山陽小野田語り部養成講座、フィールドワークに30人

コバノタツナミの群生を見る受講生(竜王山で) 山陽小野田語り部の会(嶋田紀和会長)主催の語り部養成講座は5日、竜王山であり、約30人が、この時期に咲き乱れるコバノタツナミやウマノアシガタの群生を観察した。

同会は古里の自然や歴史、民話などを発掘し、市内外に発信して観光振興を図ったり、後世に伝えたりしようと先月、発足した。その事業の一つとして観光ガイドとなる語り部を育てる養成講座を4月30日に開講し、40人が受講。山口国体・山口大会直前の9月までに12回の講座を開く。

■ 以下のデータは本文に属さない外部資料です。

//! Tracing subscriber setup

use tracing_subscriber::EnvFilter;

use crate::config::LoggingConfig;

/// Install the global subscriber.
///
/// `RUST_LOG` takes precedence over the configured level. Output goes to
/// stderr so reports on stdout stay machine-readable. Returns `false` when a
/// subscriber was already installed.
pub fn init(config: &LoggingConfig) -> bool {
    let filter = EnvFilter::try_from_default_env()
        .unwrap_or_else(|_| EnvFilter::new(format!("taxi_demand={}", config.level)));

    let builder = tracing_subscriber::fmt()
        .with_env_filter(filter)
        .with_writer(std::io::stderr)
        .with_target(false);

    let installed = match config.format.as_str() {
        "compact" => builder.compact().try_init(),
        _ => builder.pretty().try_init(),
    };

    installed.is_ok()
}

初めてのフィールドワークとなったこの日の講座は自然観察指導員でもある嶋田会長が講師を務め、春から夏にかけて咲く山野草を中心に、約2時間かけて案内した。
ルリハコベ(サクラソウ科)は、全体的にハコベに似ていてルリ色をしているため、この名が付いた。海岸に近い所でまれに見られるかれんな花で、山と海の両方の植生がある竜王山の自然の豊かさを証明している。
コバノタツナミ(シソ科)は、小さな葉と葛飾北斎の「富嶽三十六景」に描かれた勇壮な波をイメージしての名前とされる。オートキャンプ場から山頂に向かう車道そばの斜面に青紫の花を咲かせており、その群生量は県内でも有数という。
受講生は嶋田さんの案内に耳を傾け、時には花や葉の匂いを嗅いだり、触ったりして、ノートにメモしていた。山野草以外にも、竜王山が緑色片岩が酸化した赤土が広がる3億年前の地層でできていることやアサギマダラがたくさん飛来する場所として整備されていることなどを学んだ。
山本雄希さん(39)=刈屋=と潤平君(赤崎小1年)は父子で参加。雄希さんは「竜王山の麓に住んでいるので、山の魅力を知りたいと参加した。ただの草と思っていたが、目を凝らすとかわいい花の世界が広がっているのに驚いた」と、すっかり魅せられていた。
嶋田会長は「竜王山は自然の宝庫。アサギマダラおいでませ作戦には大勢の市民が関わって盛り上がったが、今後も市民参加型の魅力あふれる古里づくりを進めたい」と話した。